(EXERCISE DATA begins)

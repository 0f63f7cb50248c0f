//! Market proxy server implementation

use anyhow::Result;
use axum::{Router, http::Uri, middleware, routing::get};
use std::{
    net::SocketAddr,
    sync::Arc,
    time::{Duration, Instant},
};
use tokio::task::JoinHandle;
use tower_http::{compression::CompressionLayer, trace::TraceLayer};
use tracing::{error, info};

use crate::{
    cache::ResponseCache,
    clock::{Clock, SystemClock},
    config::ProxyConfig,
    errors::{ProxyError, ProxyResult},
    fanout::CurrencyFanoutMerger,
    handlers::{health_check, list_markets, passthrough, search},
    middleware::{
        RateLimitState, create_cors_layer, logging_middleware, rate_limit_middleware,
        timeout_middleware,
    },
    rate_limiter::RateLimiter,
    upstream::UpstreamClient,
};

/// Shared state handed to every handler
#[derive(Clone)]
pub struct AppState {
    pub upstream: Arc<UpstreamClient>,
    pub cache: Arc<ResponseCache>,
    pub fanout: Arc<CurrencyFanoutMerger>,
    pub start_time: Instant,
}

/// Market data proxy server
pub struct ProxyServer {
    config: ProxyConfig,
    state: AppState,
    limiter: Arc<RateLimiter>,
}

impl ProxyServer {
    /// Create a new proxy server using the system clock
    pub fn new(config: ProxyConfig) -> Result<Self> {
        Self::with_clock(config, Arc::new(SystemClock))
    }

    /// Create a new proxy server whose cache and rate limiter read `clock`
    pub fn with_clock(config: ProxyConfig, clock: Arc<dyn Clock>) -> Result<Self> {
        info!("Initializing market proxy server");

        let upstream = Arc::new(UpstreamClient::new(&config.upstream)?);
        let cache = Arc::new(ResponseCache::new(&config.cache, Arc::clone(&clock)));
        let fanout = Arc::new(CurrencyFanoutMerger::new(
            Arc::clone(&upstream),
            config.fanout.merge_strategy,
        ));
        let limiter = Arc::new(RateLimiter::new(config.rate_limiting.clone(), clock));

        if !upstream.has_api_key() {
            info!("No upstream API key configured, using public rate limits");
        }

        Ok(Self {
            config,
            state: AppState {
                upstream,
                cache,
                fanout,
                start_time: Instant::now(),
            },
            limiter,
        })
    }

    #[must_use]
    pub const fn state(&self) -> &AppState {
        &self.state
    }

    /// Start the server and run until Ctrl-C
    pub async fn start(self) -> Result<()> {
        let addr: SocketAddr = self.config.server_address().parse().map_err(|e| {
            error!(
                "Invalid server address '{}': {}",
                self.config.server_address(),
                e
            );
            anyhow::anyhow!("Invalid server address: {}", e)
        })?;

        let listener = tokio::net::TcpListener::bind(addr).await.map_err(|e| {
            error!("Failed to bind TCP listener to {}: {}", addr, e);
            anyhow::anyhow!("Failed to bind to address {}: {}", addr, e)
        })?;

        let housekeeping = self.spawn_housekeeping();
        let app = self.router();

        info!("Market proxy listening on http://{}", addr);

        let served = axum::serve(
            listener,
            app.into_make_service_with_connect_info::<SocketAddr>(),
        )
        .with_graceful_shutdown(shutdown_signal())
        .await;

        housekeeping.abort();

        if let Err(e) = served {
            error!("Server encountered a fatal error: {}", e);
            return Err(anyhow::anyhow!("Server error: {}", e));
        }

        info!("Market proxy stopped");
        Ok(())
    }

    /// Periodic cache sweep and idle rate-window collection
    pub fn spawn_housekeeping(&self) -> JoinHandle<()> {
        let cache = Arc::clone(&self.state.cache);
        let limiter = Arc::clone(&self.limiter);
        let interval = Duration::from_secs(self.config.cache.sweep_interval_seconds.max(1));

        tokio::spawn(async move {
            let mut ticker = tokio::time::interval(interval);
            // The first tick completes immediately
            ticker.tick().await;
            loop {
                ticker.tick().await;
                let swept = cache.sweep();
                let idle = limiter.cleanup_idle();
                if swept > 0 || idle > 0 {
                    info!(
                        swept_entries = swept,
                        idle_clients = idle,
                        "Housekeeping pass completed"
                    );
                }
            }
        })
    }

    /// Build the request dispatcher.
    ///
    /// Route priority: market listing, search, generic `/api/*` passthrough.
    /// `/health` sits outside the rate limiter.
    pub fn router(&self) -> Router {
        let rate_limit_state = RateLimitState {
            limiter: Arc::clone(&self.limiter),
        };

        let api = Router::new()
            .route("/api/coins/markets", get(list_markets))
            .route("/api/search", get(search))
            .route("/api/*path", get(passthrough))
            .route_layer(middleware::from_fn_with_state(
                rate_limit_state,
                rate_limit_middleware,
            ));

        let mut app = Router::new()
            .route("/health", get(health_check))
            .merge(api)
            .fallback(not_found)
            .with_state(self.state.clone())
            .layer(middleware::from_fn_with_state(
                Duration::from_secs(self.config.server.timeout_seconds.max(1)),
                timeout_middleware,
            ))
            .layer(middleware::from_fn(logging_middleware))
            .layer(TraceLayer::new_for_http());

        if self.config.server.compression {
            app = app.layer(CompressionLayer::new());
        }
        if self.config.cors.enabled {
            app = app.layer(create_cors_layer(&self.config.cors));
        }

        app
    }
}

async fn not_found(uri: Uri) -> ProxyResult<()> {
    Err(ProxyError::NotFound(format!("No route for {}", uri.path())))
}

async fn shutdown_signal() {
    if let Err(e) = tokio::signal::ctrl_c().await {
        error!("Failed to listen for shutdown signal: {}", e);
        std::future::pending::<()>().await;
    }
    info!("Shutdown signal received");
}

/// API route documentation
pub fn print_routes() {
    println!("Market Proxy Routes:");
    println!("====================");
    println!();
    println!("  GET /health                                  - Liveness check");
    println!("  GET /api/coins/markets?vs_currency=<c>&...   - Market listing, one currency");
    println!("  GET /api/coins/markets?vs_currencies=<c,c>&. - Market listing, merged per currency");
    println!("  GET /api/search?query=<text>                 - Asset search");
    println!("  GET /api/*                                   - Passthrough to the upstream API");
    println!();
    println!("All /api routes are cached and rate limited per client.");
}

(EXERCISE DATA ends)

WHAT THE TASK ASKS
Write the number of lines in the data above that contain "ProxyServer", adding no other words.

RESPONSE AREA
2